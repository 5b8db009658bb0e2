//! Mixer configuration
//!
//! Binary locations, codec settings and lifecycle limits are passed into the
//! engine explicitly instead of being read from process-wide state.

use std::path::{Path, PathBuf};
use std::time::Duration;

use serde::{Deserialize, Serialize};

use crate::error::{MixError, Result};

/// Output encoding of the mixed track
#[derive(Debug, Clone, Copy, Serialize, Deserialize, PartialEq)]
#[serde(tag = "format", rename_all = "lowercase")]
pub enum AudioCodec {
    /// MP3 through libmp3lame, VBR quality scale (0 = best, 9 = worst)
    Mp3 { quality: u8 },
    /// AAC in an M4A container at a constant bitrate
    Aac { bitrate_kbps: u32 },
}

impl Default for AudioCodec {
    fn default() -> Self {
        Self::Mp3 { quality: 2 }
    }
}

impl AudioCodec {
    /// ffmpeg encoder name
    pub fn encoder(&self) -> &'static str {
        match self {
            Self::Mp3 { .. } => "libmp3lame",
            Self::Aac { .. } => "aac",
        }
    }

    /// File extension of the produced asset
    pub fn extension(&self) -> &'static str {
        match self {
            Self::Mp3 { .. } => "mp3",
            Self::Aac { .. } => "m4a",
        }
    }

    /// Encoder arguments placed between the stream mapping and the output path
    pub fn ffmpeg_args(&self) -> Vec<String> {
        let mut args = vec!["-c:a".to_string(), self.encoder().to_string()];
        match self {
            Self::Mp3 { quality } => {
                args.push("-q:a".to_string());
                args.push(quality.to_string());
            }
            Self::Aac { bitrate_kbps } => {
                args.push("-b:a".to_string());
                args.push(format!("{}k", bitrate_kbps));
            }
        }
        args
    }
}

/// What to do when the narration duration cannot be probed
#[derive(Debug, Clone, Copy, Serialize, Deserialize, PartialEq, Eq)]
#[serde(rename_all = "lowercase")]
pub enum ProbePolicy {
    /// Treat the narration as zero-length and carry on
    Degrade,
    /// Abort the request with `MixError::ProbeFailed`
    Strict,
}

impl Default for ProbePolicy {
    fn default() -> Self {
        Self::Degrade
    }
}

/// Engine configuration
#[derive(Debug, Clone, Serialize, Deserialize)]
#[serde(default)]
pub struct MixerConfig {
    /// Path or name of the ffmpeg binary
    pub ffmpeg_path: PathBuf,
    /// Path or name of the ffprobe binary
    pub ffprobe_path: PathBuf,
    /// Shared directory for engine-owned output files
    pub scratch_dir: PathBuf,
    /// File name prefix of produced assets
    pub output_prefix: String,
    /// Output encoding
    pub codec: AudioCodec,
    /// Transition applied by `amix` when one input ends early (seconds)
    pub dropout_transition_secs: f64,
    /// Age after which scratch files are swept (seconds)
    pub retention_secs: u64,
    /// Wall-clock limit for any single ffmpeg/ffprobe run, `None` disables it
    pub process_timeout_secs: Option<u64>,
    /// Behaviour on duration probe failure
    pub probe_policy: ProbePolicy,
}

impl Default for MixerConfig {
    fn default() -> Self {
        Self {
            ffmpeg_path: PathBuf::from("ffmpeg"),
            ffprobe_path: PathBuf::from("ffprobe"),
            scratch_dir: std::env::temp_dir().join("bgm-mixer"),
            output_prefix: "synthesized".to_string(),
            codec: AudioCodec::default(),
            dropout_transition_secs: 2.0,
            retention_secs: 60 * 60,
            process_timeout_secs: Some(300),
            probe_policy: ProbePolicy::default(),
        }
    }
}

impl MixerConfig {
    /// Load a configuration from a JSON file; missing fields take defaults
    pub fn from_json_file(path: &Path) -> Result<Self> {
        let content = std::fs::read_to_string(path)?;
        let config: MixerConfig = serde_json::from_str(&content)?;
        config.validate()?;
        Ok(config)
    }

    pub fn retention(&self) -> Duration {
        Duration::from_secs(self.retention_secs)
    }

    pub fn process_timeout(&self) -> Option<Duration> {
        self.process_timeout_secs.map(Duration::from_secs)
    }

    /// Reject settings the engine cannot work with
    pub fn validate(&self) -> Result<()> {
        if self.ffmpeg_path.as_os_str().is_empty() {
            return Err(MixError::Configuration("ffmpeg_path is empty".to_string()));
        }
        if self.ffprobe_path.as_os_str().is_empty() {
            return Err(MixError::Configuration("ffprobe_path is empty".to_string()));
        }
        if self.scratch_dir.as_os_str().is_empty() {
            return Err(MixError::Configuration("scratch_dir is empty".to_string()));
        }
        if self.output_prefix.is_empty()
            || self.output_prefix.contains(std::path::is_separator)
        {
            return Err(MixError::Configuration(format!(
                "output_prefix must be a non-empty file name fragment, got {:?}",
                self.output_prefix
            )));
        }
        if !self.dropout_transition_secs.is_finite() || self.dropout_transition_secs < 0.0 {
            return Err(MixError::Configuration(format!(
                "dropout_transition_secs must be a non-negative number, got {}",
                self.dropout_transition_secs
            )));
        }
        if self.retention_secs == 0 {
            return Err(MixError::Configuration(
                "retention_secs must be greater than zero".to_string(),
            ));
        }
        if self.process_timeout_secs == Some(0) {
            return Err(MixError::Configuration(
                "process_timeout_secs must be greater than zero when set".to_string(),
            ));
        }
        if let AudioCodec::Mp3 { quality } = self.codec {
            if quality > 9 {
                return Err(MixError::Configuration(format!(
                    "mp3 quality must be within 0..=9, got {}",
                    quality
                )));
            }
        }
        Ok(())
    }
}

--

Each line of the material that contains the string "Result" has to be copied out.

use crate::error::{MixError, Result};
    pub fn from_json_file(path: &Path) -> Result<Self> {
    pub fn validate(&self) -> Result<()> {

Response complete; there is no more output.